Yesterday, the opinion by Advocate General Ruiz-Jarabo Colomer in case C-339/07 (Rechtsanwalt Christopher Seagon als Insolvenzverwalter über das Vermögen der Frick Teppichboden Supermärkte GmbH v Deko Marty Belgium N.V.) has been released.
The case concerns the delimitation of Regulation (EC) No. 1346/2000 (Insolvency Regulation) and Regulation (EC) No. 44/2001 (Brussels I Regulation) or – more precisely – the question of whether Art. 3 (1) Insolvency Regulation covers actions to set a transaction aside in the context of insolvency, although they are not mentioned explicitly.
The background of the case is as follows: The debtor, a German private limited company, paid an amount of 50.000 EUR to a Belgian company (defendant). Even though it was a Belgian company having its registered office in Belgium, the money was paid into an account in Germany. The day after, the debtor applied successfully for the opening of the insolvency proceedings at a German local court. In the following, the insolvency administrator (claimant) reclaimed the 50.000 EUR from the defendant by means of an action to set a transaction aside.
The Regional Court (LG Marburg, 2 August 2005 – 2 0 209/04) as well as the Higher Regional Court (OLG Frankfurt, 26 January 2006 – 15 U 200/05) held that the Brussels I Regulation had to be applied and consequently stated that German courts lacked international jurisdiction since the defendant’s registered office was in Belgium.
In the following, the German Bundesgerichtshof, regarding the interpretation of Art. 3 (1) Insolvency Regulation and Art. 1 (2) lit. b) Brussels I Regulation as being ambiguous, referred – with decision of 21 June 2007 (IX ZR 39/06) – the following questions to the ECJ for a preliminary ruling:
On interpreting Article 3(1) of Council Regulation (EC) No 1346/2000 of 29 May 2000 on insolvency proceedings and Article 1(2)(b) of Council Regulation (EC) No 44/2001 of 22 December 2000 on jurisdiction and the recognition and enforcement of judgments in civil and commercial matters, do the courts of the Member State within the territory of which insolvency proceedings regarding the debtor’s assets have been opened have international jurisdiction under Regulation (EC) No 1346/2000 in respect of an action in the context of the insolvency to set a transaction aside that is brought against a person whose registered office is in another Member State?
If the first question is to be answered in the negative:
Does an action in the context of the insolvency to set a transaction aside fall within Article 1(2)(b) of Regulation (EC) No 44/2001?
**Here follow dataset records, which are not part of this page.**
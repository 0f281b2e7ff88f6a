//! Configuration: the persisted config file plus environment overrides.
//!
//! The config file is a small JSON object:
//!
//! ```json
//! { "DATA_SOURCE": "json", "DUPLICATE_POLICY": "reject" }
//! ```
//!
//! Both keys are optional. A missing, empty, or unreadable file means "all
//! defaults" (CSV backend, per-backend duplicate policy).

use std::fmt;
use std::fs;
use std::path::{Path, PathBuf};

use serde::{Deserialize, Serialize};

use crate::constants::{CSV_FILE_NAME, DEFAULT_HTTP_TIMEOUT_SECS, DEFAULT_OMDB_URL, JSON_FILE_NAME};
use crate::env_config::parse_with_default;
use crate::error::{CoreError, Result};
use crate::policy::{BackendKind, DuplicatePolicy};

pub const ENV_DATA_SOURCE: &str = "MOVIEDB_DATA_SOURCE";
pub const ENV_DATA_DIR: &str = "MOVIEDB_DATA_DIR";
pub const ENV_DUPLICATE_POLICY: &str = "MOVIEDB_DUPLICATE_POLICY";
pub const ENV_OMDB_API_KEY: &str = "OMDB_API_KEY";
pub const ENV_OMDB_API_URL: &str = "OMDB_API_URL";
pub const ENV_HTTP_TIMEOUT_SECS: &str = "MOVIEDB_HTTP_TIMEOUT_SECS";

/// On-disk configuration.
#[derive(Debug, Clone, Default, PartialEq, Eq, Serialize, Deserialize)]
pub struct ConfigFile {
    #[serde(rename = "DATA_SOURCE", default, skip_serializing_if = "Option::is_none")]
    pub data_source: Option<BackendKind>,
    #[serde(rename = "DUPLICATE_POLICY", default, skip_serializing_if = "Option::is_none")]
    pub duplicate_policy: Option<DuplicatePolicy>,
}

impl ConfigFile {
    /// Loads the config file, falling back to defaults when it is absent or invalid.
    #[must_use]
    pub fn load(path: &Path) -> Self {
        let content = match fs::read_to_string(path) {
            Ok(c) => c,
            Err(e) if e.kind() == std::io::ErrorKind::NotFound => return Self::default(),
            Err(e) => {
                tracing::warn!(path = %path.display(), error = %e, "cannot read config, using defaults");
                return Self::default();
            },
        };
        if content.trim().is_empty() {
            return Self::default();
        }
        match serde_json::from_str(&content) {
            Ok(config) => config,
            Err(e) => {
                tracing::warn!(path = %path.display(), error = %e, "invalid config, using defaults");
                Self::default()
            },
        }
    }

    /// Writes the config file, creating its directory.
    ///
    /// # Errors
    /// Returns an error if the directory or file cannot be written.
    pub fn save(&self, path: &Path) -> Result<()> {
        if let Some(parent) = path.parent() {
            fs::create_dir_all(parent)
                .map_err(|source| CoreError::ConfigWrite { path: parent.to_path_buf(), source })?;
        }
        let content = serde_json::to_string_pretty(self)?;
        fs::write(path, content)
            .map_err(|source| CoreError::ConfigWrite { path: path.to_path_buf(), source })
    }
}

/// Persists the selected data source, keeping the other keys of an existing file.
///
/// # Errors
/// Returns an error if the config file cannot be written.
pub fn save_data_source(path: &Path, source: BackendKind) -> Result<()> {
    let mut config = ConfigFile::load(path);
    config.data_source = Some(source);
    config.save(path)
}

/// Default location of the config file.
#[must_use]
pub fn default_config_path() -> PathBuf {
    dirs::config_dir().unwrap_or_else(|| PathBuf::from(".")).join("moviedb").join("config.json")
}

/// Default directory holding `movies.csv` / `movies.json`.
#[must_use]
pub fn default_data_dir() -> PathBuf {
    dirs::data_local_dir().unwrap_or_else(|| PathBuf::from(".")).join("moviedb")
}

/// Fully resolved runtime configuration, passed explicitly to whatever builds the backend.
#[derive(Clone)]
pub struct AppConfig {
    pub data_source: BackendKind,
    pub data_dir: PathBuf,
    /// Explicit override; `None` keeps the backend's own default.
    pub duplicate_policy: Option<DuplicatePolicy>,
    pub omdb_api_key: Option<String>,
    pub omdb_base_url: String,
    pub http_timeout_secs: u64,
}

impl fmt::Debug for AppConfig {
    fn fmt(&self, f: &mut fmt::Formatter<'_>) -> fmt::Result {
        f.debug_struct("AppConfig")
            .field("data_source", &self.data_source)
            .field("data_dir", &self.data_dir)
            .field("duplicate_policy", &self.duplicate_policy)
            .field("omdb_api_key", &self.omdb_api_key.as_ref().map(|_| "***"))
            .field("omdb_base_url", &self.omdb_base_url)
            .field("http_timeout_secs", &self.http_timeout_secs)
            .finish()
    }
}

impl AppConfig {
    /// Overlays environment values (looked up through `env`) on the config file.
    pub fn resolve(file: &ConfigFile, env: impl Fn(&str) -> Option<String>) -> Self {
        let data_source = env(ENV_DATA_SOURCE)
            .and_then(|raw| parse_or_warn(ENV_DATA_SOURCE, &raw))
            .or(file.data_source)
            .unwrap_or_default();
        let duplicate_policy = env(ENV_DUPLICATE_POLICY)
            .and_then(|raw| parse_or_warn(ENV_DUPLICATE_POLICY, &raw))
            .or(file.duplicate_policy);
        let data_dir = env(ENV_DATA_DIR)
            .filter(|dir| !dir.trim().is_empty())
            .map_or_else(default_data_dir, PathBuf::from);
        let omdb_api_key = env(ENV_OMDB_API_KEY).filter(|key| !key.trim().is_empty());
        let omdb_base_url = env(ENV_OMDB_API_URL)
            .filter(|url| !url.trim().is_empty())
            .unwrap_or_else(|| DEFAULT_OMDB_URL.to_owned());
        let http_timeout_secs = parse_with_default(
            ENV_HTTP_TIMEOUT_SECS,
            env(ENV_HTTP_TIMEOUT_SECS),
            DEFAULT_HTTP_TIMEOUT_SECS,
        );

        Self {
            data_source,
            data_dir,
            duplicate_policy,
            omdb_api_key,
            omdb_base_url,
            http_timeout_secs,
        }
    }

    /// Resolves against the process environment.
    #[must_use]
    pub fn from_env(file: &ConfigFile) -> Self {
        Self::resolve(file, |var| std::env::var(var).ok())
    }

    /// Path of the catalog file for the active data source.
    #[must_use]
    pub fn data_path(&self) -> PathBuf {
        match self.data_source {
            BackendKind::Csv => self.data_dir.join(CSV_FILE_NAME),
            BackendKind::Json => self.data_dir.join(JSON_FILE_NAME),
        }
    }

    /// The duplicate policy the active backend will apply.
    #[must_use]
    pub fn effective_duplicate_policy(&self) -> DuplicatePolicy {
        self.duplicate_policy.unwrap_or_else(|| self.data_source.default_duplicate_policy())
    }
}

fn parse_or_warn<T: std::str::FromStr>(var: &str, raw: &str) -> Option<T>
where
    T::Err: fmt::Display,
{
    match raw.parse() {
        Ok(value) => Some(value),
        Err(e) => {
            tracing::warn!(var, value = raw, error = %e, "ignoring invalid env var");
            None
        },
    }
}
Art. 3 (1) Regulation (EC) No. 1346/2000 has to be interpreted as meaning that the court of a Member State before which insolvency proceedings are pending has jurisdiction with regard to an action in the context of insolvency to set a transaction aside against an addressee of avoidance having its registered office in another Member State.
In his opinion, the Advocate General first gives an overview of the historical development of the actio pauliana before outlining the Court’s previous judgments in the present context – Reichert and Gourdain. Here, the Advocate General summarises that the Court has held so far that actions to set aside are considered as bankruptcy or analogous proceedings – and are therefore excluded from the scope of the Brussels I Convention/Regulation – if they are closely connected with those proceedings. The question whether a close connection in this terms exists, is answered in view of the action’s structure in the respective national legal system (para. 39).
In the following, the Advocate General examines whether the entry into force of the Insolvency Regulation has led to any changes in this respect. He argues that the judgment in Gourdain is still valuable since it shows that – due to the fact that Community law does not provide for a uniform action to set a transaction aside – the legal nature of the action is of high significance with regard to the question whether it is covered either by the Brussels I or the Insolvency Regulation (para. 55). The fact that the (German) action to set a transaction aside in the context of insolvency is so closely connected with insolvency leads – in the light of Gourdain – to the result that it is not covered by the general Community rules on jurisdiction, i.e. the Brussels l Regulation (para. 58). Since, however, an examination of Regulation (EC) No. 1346/2000 shows the Council’s intention to regulate the proceeding with regard to the action to set a transaction aside in the context of insolvency (para. 50), the Advocate General supports the view that Art. 3 (1) Insolvency Regulation establishes the jurisdiction of the insolvency court (para. 51). Due to the particularities of actions to set a transaction aside in the context of insolvency, the insolvency court’s jurisdiction should be, according to the Advocate General, a relative exclusive jurisdiction, i.e. it is for the insolvency administrator to choose the court which appears to be – in view of the insolvency asset – the most suitable one (para. 69).
The full text of the opinion can be found, inter alia, in Italian, French and Spanish at the ECJ’s website.